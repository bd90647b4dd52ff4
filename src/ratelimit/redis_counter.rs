//! Redis-backed quota counter.

use async_trait::async_trait;
use redis::aio::ConnectionManager;
use redis::{AsyncCommands, Script};

use super::QuotaCounter;
use crate::error::RateLimitError;

/// Consume one unit only while below the limit; set the expiry on first use.
///
/// KEYS[1] = counter key, ARGV[1] = limit, ARGV[2] = expiry (epoch millis).
/// Returns the used count after consumption, or -1 when the limit is reached.
const CONSUME_SCRIPT: &str = r#"
local used = tonumber(redis.call('GET', KEYS[1]) or '0')
if used >= tonumber(ARGV[1]) then
  return -1
end
used = redis.call('INCR', KEYS[1])
if used == 1 then
  redis.call('PEXPIREAT', KEYS[1], ARGV[2])
end
return used
"#;

/// Quota counter stored in Redis.
///
/// The test-and-increment runs as a Lua script, which Redis executes
/// atomically, so concurrent requests from any number of replicas are
/// serialized per key.
#[derive(Clone)]
pub struct RedisQuotaCounter {
    conn: ConnectionManager,
    script: Script,
}

impl RedisQuotaCounter {
    /// Create a counter over an established connection manager.
    pub fn new(conn: ConnectionManager) -> Self {
        Self {
            conn,
            script: Script::new(CONSUME_SCRIPT),
        }
    }
}

#[async_trait]
impl QuotaCounter for RedisQuotaCounter {
    async fn try_consume(
        &self,
        key: &str,
        limit: u32,
        expires_at_millis: u64,
    ) -> Result<Option<u32>, RateLimitError> {
        let mut conn = self.conn.clone();
        let used: i64 = self
            .script
            .key(key)
            .arg(limit)
            .arg(expires_at_millis)
            .invoke_async(&mut conn)
            .await
            .map_err(|e| RateLimitError::Unavailable(e.to_string()))?;

        if used < 0 {
            return Ok(None);
        }

        u32::try_from(used)
            .map(Some)
            .map_err(|_| RateLimitError::Protocol(format!("counter out of range: {}", used)))
    }

    async fn used(&self, key: &str) -> Result<u32, RateLimitError> {
        let mut conn = self.conn.clone();
        let used: Option<u32> = conn
            .get(key)
            .await
            .map_err(|e| RateLimitError::Unavailable(e.to_string()))?;
        Ok(used.unwrap_or(0))
    }
}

*Work to complete:*
Check each line above for "ConnectionManager" and return the ones that have it.

*Written response:*
use redis::aio::ConnectionManager;
    conn: ConnectionManager,
    pub fn new(conn: ConnectionManager) -> Self {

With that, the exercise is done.